By killerroach on 10/19/2007 10:23:12 AM , Rating: 4
How about the more pragmatic approach - they're trying to blunt a leading accusation in a class action lawsuit?

Jobs may do some crazy stuff, but he's not stupid (as far as we know). Something tells me he got the head honchos in Cupertino together and said "you know, if we make it look like we're making progress on the least legally-defensible position mentioned in the lawsuit before it goes to trial, we have a better chance of winning this thing, or at least settling out a lot cheaper than what the claim is for."

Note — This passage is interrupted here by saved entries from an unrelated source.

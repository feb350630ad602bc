pub mod config;
pub mod error;

pub use config::AguiConfig;
pub use error::{AguiError, Result};
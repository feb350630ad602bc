pub mod error;
pub mod flows;
pub mod generator;
pub mod registry;
pub mod sinks;
mod substitute;

pub use error::{DeliveryError, EventError, ProviderError};
pub use flows::{FlowReport, FlowRunner};
pub use generator::EventGenerator;
pub use registry::{Template, TemplateRegistry};
pub use sinks::{DeliverySink, UiDataProvider};
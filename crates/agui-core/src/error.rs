use thiserror::Error;

#[derive(Debug, Error)]
pub enum AguiError {
    #[error("Configuration error: {0}")]
    Config(String),

    #[error("Authentication failed: {0}")]
    AuthFailed(String),

    #[error("WebSocket protocol error: {0}")]
    Protocol(String),

    #[error("Method not found: {method}")]
    MethodNotFound { method: String },

    #[error("Template not found: {id}")]
    TemplateNotFound { id: String },

    #[error("Invalid params: {0}")]
    InvalidParams(String),

    #[error("Payload too large: {size} bytes (max {max})")]
    PayloadTooLarge { size: usize, max: usize },
}

impl AguiError {
    /// Short error code string sent to clients in WS RES frames.
    pub fn code(&self) -> &'static str {
        match self {
            AguiError::Config(_) => "CONFIG_ERROR",
            AguiError::AuthFailed(_) => "AUTH_FAILED",
            AguiError::Protocol(_) => "PROTOCOL_ERROR",
            AguiError::MethodNotFound { .. } => "METHOD_NOT_FOUND",
            AguiError::TemplateNotFound { .. } => "TEMPLATE_NOT_FOUND",
            AguiError::InvalidParams(_) => "INVALID_PARAMS",
            AguiError::PayloadTooLarge { .. } => "PAYLOAD_TOO_LARGE",
        }
    }
}

pub type Result<T> = std::result::Result<T, AguiError>;

#[cfg(test)]
mod tests {
    use super::*;

    #[test]
    fn wire_codes_are_stable() {
        assert_eq!(
            AguiError::TemplateNotFound { id: "x".into() }.code(),
            "TEMPLATE_NOT_FOUND"
        );
        assert_eq!(AguiError::AuthFailed("t".into()).code(), "AUTH_FAILED");
        assert_eq!(
            AguiError::MethodNotFound { method: "m".into() }.code(),
            "METHOD_NOT_FOUND"
        );
        assert_eq!(
            AguiError::PayloadTooLarge { size: 1, max: 0 }.code(),
            "PAYLOAD_TOO_LARGE"
        );
    }
}
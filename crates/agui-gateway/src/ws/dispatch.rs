use std::sync::Arc;

use agui_core::error::AguiError;
use agui_protocol::frames::ResFrame;
use agui_protocol::methods;

use crate::app::AppState;
use crate::ws::handlers;

/// Route a WS method call to the correct handler.
///
/// Handlers return the response frame; generated AG-UI events reach the
/// client separately, through the delivery sink (unicast queue or
/// broadcast), never inside a `res` frame.
pub async fn route(
    method: &str,
    params: Option<&serde_json::Value>,
    req_id: &str,
    conn_id: &str,
    app: &Arc<AppState>,
) -> ResFrame {
    match method {
        // ------------------------------------------------------------------
        // Utility
        // ------------------------------------------------------------------
        methods::PING => ResFrame::ok(req_id, serde_json::json!({ "pong": true })),

        // ------------------------------------------------------------------
        // Event generation
        // ------------------------------------------------------------------
        methods::EVENT_GENERATE => handlers::handle_event_generate(params, req_id, conn_id, app),

        // ------------------------------------------------------------------
        // Template registry
        // ------------------------------------------------------------------
        methods::TEMPLATES_LIST => handlers::handle_templates_list(req_id, app),

        methods::TEMPLATES_REGISTER => handlers::handle_templates_register(params, req_id, app),

        methods::TEMPLATES_REMOVE => handlers::handle_templates_remove(params, req_id, app),

        // ------------------------------------------------------------------
        // Per-connection UI state / session
        // ------------------------------------------------------------------
        methods::STATE_SET => handlers::handle_state_set(params, req_id, conn_id, app),

        methods::STATE_GET => handlers::handle_state_get(params, req_id, conn_id, app),

        methods::SESSION_INFO => handlers::handle_session_info(req_id, conn_id, app),

        // ------------------------------------------------------------------
        // Specialized flows
        // ------------------------------------------------------------------
        methods::FLOW_AGENT_CREATE => {
            handlers::handle_flow_agent_create(params, req_id, conn_id, app).await
        }

        methods::FLOW_WELCOME => handlers::handle_flow_welcome(params, req_id, conn_id, app).await,

        methods::FLOW_HEALTH => handlers::handle_flow_health(req_id, conn_id, app).await,

        methods::FLOW_AGENTS => handlers::handle_flow_agents(req_id, conn_id, app).await,

        methods::FLOW_STATUS => handlers::handle_flow_status(params, req_id, conn_id, app).await,

        other => handlers::error_res(
            req_id,
            &AguiError::MethodNotFound {
                method: other.to_string(),
            },
        ),
    }
}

Or not. Either way, I highly doubt that this change of heart was for purely altruistic reasons.

RE: Has a heart?
By AlphaVirus on 10/19/2007 1:42:10 PM , Rating: 3
I was thinking that also. They are trying to make themselves look pretty before trial days and lessen the blow from the courts. Apple is finally feeling the wrath of whats its like in the limelight.

Alot of people try to say PC vs Mac and M$ vs Apple are good debates but if you look deeper you will see Apple really cant cut it.

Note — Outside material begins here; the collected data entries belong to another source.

use serde::{Deserialize, Serialize};
use serde_json::{Map, Value};

/// Top-level classification of an AG-UI event. The tag is part of the wire
/// contract consumed by UI clients and must serialize lowercase.
#[derive(Debug, Clone, Copy, PartialEq, Eq, Hash, Serialize, Deserialize)]
#[serde(rename_all = "lowercase")]
pub enum EventKind {
    /// Conversational message shown in the chat pane.
    Chat,
    /// Structured panel content (agent lists, metrics, forms).
    Display,
    /// A request for user input (free text or a choice).
    Input,
    /// Progress/status notification for a long-running operation.
    Status,
}

impl EventKind {
    pub fn as_str(&self) -> &'static str {
        match self {
            EventKind::Chat => "chat",
            EventKind::Display => "display",
            EventKind::Input => "input",
            EventKind::Status => "status",
        }
    }
}

impl std::fmt::Display for EventKind {
    fn fmt(&self, f: &mut std::fmt::Formatter<'_>) -> std::fmt::Result {
        f.write_str(self.as_str())
    }
}

/// Generation metadata stamped onto every produced event.
/// Wire: `"agui_metadata": { "generated_by": "ui-agent", ... }`
///
/// `client_id` serializes as JSON null when the event was generated without
/// a connection — clients rely on the field always being present.
#[derive(Debug, Clone, PartialEq, Serialize, Deserialize)]
pub struct AguiMetadata {
    pub generated_by: String,
    pub template_id: String,
    /// RFC3339 generation timestamp.
    pub generated_at: String,
    pub client_id: Option<String>,
}

/// A fully generated AG-UI event, ready for delivery.
///
/// Wire shape (template fields flattened to the top level):
/// `{ "type": "chat", "text": "...", ..., "agui_metadata": {...} }`
///
/// Events are value objects: once produced they own a deep copy of the
/// resolved template body and share no state with the registry.
#[derive(Debug, Clone, PartialEq, Serialize, Deserialize)]
pub struct AguiEvent {
    #[serde(rename = "type")]
    pub kind: EventKind,
    #[serde(flatten)]
    pub fields: Map<String, Value>,
    pub agui_metadata: AguiMetadata,
}

impl AguiEvent {
    /// Serialize to the wire string. Events contain only JSON-native values,
    /// so serialization cannot fail in practice; a failure is mapped to a
    /// minimal error object rather than a panic.
    pub fn to_wire(&self) -> String {
        serde_json::to_string(self).unwrap_or_else(|_| {
            r#"{"type":"status","error":"event serialization failed"}"#.to_string()
        })
    }
}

If they were a PR company or advertising company, they would be godly. Other than that, well just read all their court filings.

RE: Has a heart?
By teckytech9 on 10/20/2007 2:11:45 AM , Rating: 2
True to the tune.

Apple knows it screwed up badly with the iBricking fiasco. The world is tuned into these proceedings, and it's a real shame that iBricking ever had to happen to anyone anywhere.

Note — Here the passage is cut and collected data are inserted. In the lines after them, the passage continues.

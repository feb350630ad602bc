use figment::{
    providers::{Env, Format, Toml},
    Figment,
};
use serde::{Deserialize, Serialize};

// Protocol constants — part of the wire contract with AG-UI clients
pub const PROTOCOL_VERSION: u32 = 1;
pub const DEFAULT_PORT: u16 = 18920;
pub const DEFAULT_BIND: &str = "127.0.0.1";
pub const MAX_PAYLOAD_BYTES: usize = 128 * 1024; // 128 KB hard cap per frame
pub const HANDSHAKE_TIMEOUT_MS: u64 = 10_000; // close if client doesn't auth in 10s
pub const HEARTBEAT_INTERVAL_SECS: u64 = 30; // tick event cadence

/// Substitution walker recursion bound. Template bodies deeper than this are
/// left as-is below the limit instead of being recursed into.
pub const MAX_TEMPLATE_DEPTH: usize = 16;

/// Identity string stamped into `agui_metadata.generated_by` and usable
/// as the `{{agent_name}}` default variable.
pub const DEFAULT_AGENT_NAME: &str = "ui-agent";

/// Top-level config (agui.toml + AGUI_* env overrides).
#[derive(Debug, Clone, Serialize, Deserialize)]
pub struct AguiConfig {
    #[serde(default)]
    pub gateway: GatewayConfig,
    #[serde(default)]
    pub agent: AgentConfig,
    #[serde(default)]
    pub upstream: UpstreamConfig,
}

impl Default for AguiConfig {
    fn default() -> Self {
        Self {
            gateway: GatewayConfig::default(),
            agent: AgentConfig::default(),
            upstream: UpstreamConfig::default(),
        }
    }
}

#[derive(Debug, Clone, Serialize, Deserialize)]
pub struct GatewayConfig {
    #[serde(default = "default_port")]
    pub port: u16,
    #[serde(default = "default_bind")]
    pub bind: String,
    #[serde(default)]
    pub auth: AuthConfig,
}

impl Default for GatewayConfig {
    fn default() -> Self {
        Self {
            port: DEFAULT_PORT,
            bind: DEFAULT_BIND.to_string(),
            auth: AuthConfig::default(),
        }
    }
}

#[derive(Debug, Clone, Serialize, Deserialize)]
pub struct AuthConfig {
    #[serde(default)]
    pub mode: AuthMode,
    pub token: Option<String>,
}

impl Default for AuthConfig {
    fn default() -> Self {
        Self {
            mode: AuthMode::Token,
            token: Some("change-me".to_string()),
        }
    }
}

#[derive(Debug, Clone, Serialize, Deserialize, PartialEq, Eq, Default)]
#[serde(rename_all = "kebab-case")]
pub enum AuthMode {
    #[default]
    Token,
    None,
}

/// Identity of the UI agent this gateway fronts.
#[derive(Debug, Clone, Serialize, Deserialize)]
pub struct AgentConfig {
    #[serde(default = "default_agent_name")]
    pub name: String,
}

impl Default for AgentConfig {
    fn default() -> Self {
        Self {
            name: default_agent_name(),
        }
    }
}

/// Upstream agent-manager service the specialized flows pull data from.
#[derive(Debug, Clone, Serialize, Deserialize)]
pub struct UpstreamConfig {
    /// Base URL of the agent-manager HTTP API (no trailing slash).
    #[serde(default = "default_manager_base_url")]
    pub manager_base_url: String,
    /// Per-request timeout for upstream calls, in milliseconds.
    #[serde(default = "default_upstream_timeout_ms")]
    pub timeout_ms: u64,
}

impl Default for UpstreamConfig {
    fn default() -> Self {
        Self {
            manager_base_url: default_manager_base_url(),
            timeout_ms: default_upstream_timeout_ms(),
        }
    }
}

fn default_port() -> u16 {
    DEFAULT_PORT
}

fn default_bind() -> String {
    DEFAULT_BIND.to_string()
}

fn default_agent_name() -> String {
    DEFAULT_AGENT_NAME.to_string()
}

fn default_manager_base_url() -> String {
    "http://127.0.0.1:18921".to_string()
}

fn default_upstream_timeout_ms() -> u64 {
    5_000
}

impl AguiConfig {
    /// Load config, merged in priority order:
    ///   1. explicit path argument
    ///   2. AGUI_CONFIG env var (handled by the caller)
    ///   3. ~/.agui/agui.toml
    /// with `AGUI_*` env vars layered on top.
    ///
    /// Env nesting splits on double underscore so field names that contain
    /// an underscore stay addressable: `AGUI_UPSTREAM__TIMEOUT_MS` maps to
    /// `upstream.timeout_ms`.
    pub fn load(config_path: Option<&str>) -> crate::error::Result<Self> {
        let path = config_path
            .map(String::from)
            .unwrap_or_else(default_config_path);

        let config: AguiConfig = Figment::new()
            .merge(Toml::file(&path))
            .merge(Env::prefixed("AGUI_").split("__"))
            .extract()
            .map_err(|e| crate::error::AguiError::Config(e.to_string()))?;

        Ok(config)
    }
}

fn default_config_path() -> String {
    let home = std::env::var("HOME").unwrap_or_else(|_| ".".to_string());
    format!("{}/.agui/agui.toml", home)
}
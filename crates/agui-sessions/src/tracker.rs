use dashmap::DashMap;
use serde_json::Value;
use tracing::debug;

use crate::types::SessionRecord;

/// Thread-safe tracker for per-connection sessions and UI state.
///
/// Both maps are keyed by connection id but have independent lifecycles:
/// a session record appears on the first event generated for a connection,
/// a state bag on the first `set_state` call. Neither expires on its own —
/// `remove` must be called when the connection is torn down, and
/// `clear_all` at process shutdown.
pub struct SessionTracker {
    sessions: DashMap<String, SessionRecord>,
    ui_state: DashMap<String, serde_json::Map<String, Value>>,
}

impl SessionTracker {
    pub fn new() -> Self {
        Self {
            sessions: DashMap::new(),
            ui_state: DashMap::new(),
        }
    }

    /// Return the session id for a connection, creating the record on first
    /// use. Every call refreshes `last_activity_at` — lookup doubles as a
    /// liveness signal, not a pure read.
    pub fn session_id_for(&self, connection_id: &str) -> String {
        let now = chrono::Utc::now();
        let mut entry = self
            .sessions
            .entry(connection_id.to_string())
            .or_insert_with(|| {
                let record = SessionRecord {
                    session_id: format!(
                        "session-{}-{}",
                        connection_id,
                        now.timestamp_millis()
                    ),
                    created_at: now.to_rfc3339(),
                    last_activity_at: now.to_rfc3339(),
                };
                debug!(connection_id, session_id = %record.session_id, "session created");
                record
            });
        entry.last_activity_at = now.to_rfc3339();
        entry.session_id.clone()
    }

    /// Snapshot the session record for a connection, if one exists.
    /// Does not refresh activity.
    pub fn get(&self, connection_id: &str) -> Option<SessionRecord> {
        self.sessions.get(connection_id).map(|r| r.value().clone())
    }

    /// Store one UI state value for a connection. The bag is created on
    /// first write.
    pub fn set_state(&self, connection_id: &str, key: &str, value: Value) {
        self.ui_state
            .entry(connection_id.to_string())
            .or_default()
            .insert(key.to_string(), value);
    }

    /// Read one UI state value for a connection.
    pub fn get_state(&self, connection_id: &str, key: &str) -> Option<Value> {
        self.ui_state
            .get(connection_id)
            .and_then(|bag| bag.get(key).cloned())
    }

    /// Tear down both the session record and the state bag for a
    /// connection. Called when the WS connection closes.
    pub fn remove(&self, connection_id: &str) {
        let had_session = self.sessions.remove(connection_id).is_some();
        let had_state = self.ui_state.remove(connection_id).is_some();
        if had_session || had_state {
            debug!(connection_id, "session torn down");
        }
    }

    /// Drop every session and state bag. Process-shutdown path.
    pub fn clear_all(&self) {
        self.sessions.clear();
        self.ui_state.clear();
    }

    /// Number of live session records.
    pub fn session_count(&self) -> usize {
        self.sessions.len()
    }
}

impl Default for SessionTracker {
    fn default() -> Self {
        Self::new()
    }
}

#[cfg(test)]
mod tests {
    use super::*;
    use serde_json::json;

    #[test]
    fn session_id_is_stable_per_connection() {
        let tracker = SessionTracker::new();
        let first = tracker.session_id_for("conn-1");
        let second = tracker.session_id_for("conn-1");
        assert_eq!(first, second);
        assert!(first.starts_with("session-conn-1-"));
    }

    #[test]
    fn distinct_connections_get_distinct_sessions() {
        let tracker = SessionTracker::new();
        let a = tracker.session_id_for("conn-a");
        let b = tracker.session_id_for("conn-b");
        assert_ne!(a, b);
    }

    #[test]
    fn lookup_refreshes_last_activity() {
        let tracker = SessionTracker::new();
        tracker.session_id_for("conn-1");
        let created = tracker.get("conn-1").unwrap();

        std::thread::sleep(std::time::Duration::from_millis(5));
        tracker.session_id_for("conn-1");
        let refreshed = tracker.get("conn-1").unwrap();

        assert_eq!(created.session_id, refreshed.session_id);
        assert_eq!(created.created_at, refreshed.created_at);
        assert!(refreshed.last_activity_at >= created.last_activity_at);
    }

    #[test]
    fn state_bag_is_independent_of_session() {
        let tracker = SessionTracker::new();
        tracker.set_state("conn-1", "selected_agent", json!("agent-42"));

        // writing state must not have created a session record
        assert!(tracker.get("conn-1").is_none());
        assert_eq!(
            tracker.get_state("conn-1", "selected_agent"),
            Some(json!("agent-42"))
        );
        assert_eq!(tracker.get_state("conn-1", "missing"), None);
    }

    #[test]
    fn state_overwrite_keeps_latest_value() {
        let tracker = SessionTracker::new();
        tracker.set_state("conn-1", "k", json!(1));
        tracker.set_state("conn-1", "k", json!(2));
        assert_eq!(tracker.get_state("conn-1", "k"), Some(json!(2)));
    }

    #[test]
    fn remove_tears_down_both_maps() {
        let tracker = SessionTracker::new();
        tracker.session_id_for("conn-1");
        tracker.set_state("conn-1", "k", json!("v"));

        tracker.remove("conn-1");
        assert!(tracker.get("conn-1").is_none());
        assert_eq!(tracker.get_state("conn-1", "k"), None);

        // a new session after removal gets a fresh record
        std::thread::sleep(std::time::Duration::from_millis(5));
        let fresh = tracker.session_id_for("conn-1");
        assert!(fresh.starts_with("session-conn-1-"));
    }

    #[test]
    fn clear_all_empties_everything() {
        let tracker = SessionTracker::new();
        tracker.session_id_for("a");
        tracker.session_id_for("b");
        tracker.set_state("c", "k", json!(true));

        tracker.clear_all();
        assert_eq!(tracker.session_count(), 0);
        assert_eq!(tracker.get_state("c", "k"), None);
    }
}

A company is always judged by how it treats its customers. IMO, installing a third party application is not tampering with a products warranty. A failed product upgrade always requires a return and replacement.

Darth Jobs and his Imperial Inner Circle will have much more explaining to do.
Dum Dum Da Da..Dum Da Da..Dum Da Da..(The Imperial March)

RE: Has a heart?
By kelmon on 10/20/2007 6:15:14 AM , Rating: 2
Let's be very clear about something here:

No 3rd Party Applications : that's something that you could probably sue for and I'd support that. It's entirely possible that the SDK announcement is intended to go some way to making Apple's legal case easier.

Unlocked & Bricked iPhones : No screw up there by Apple. You much about with the firmware of your hardware and you're on your own with any manufacturer. You can take issue with the locking of the hardware (in which case, don't buy it) but if you take that to the level of messing about with the core software then Apple can't be held accountable if that causes your device to fail.

Jailbreaking the iPhone and installing 3rd Party applications does not brick the iPhone - only unlocking it did. The 1.1.1 firmware update did, however, remove non-purchased ringtones (boo!) and 3rd party application but the phone remained functional as long as it hadn't been SIM unlocked.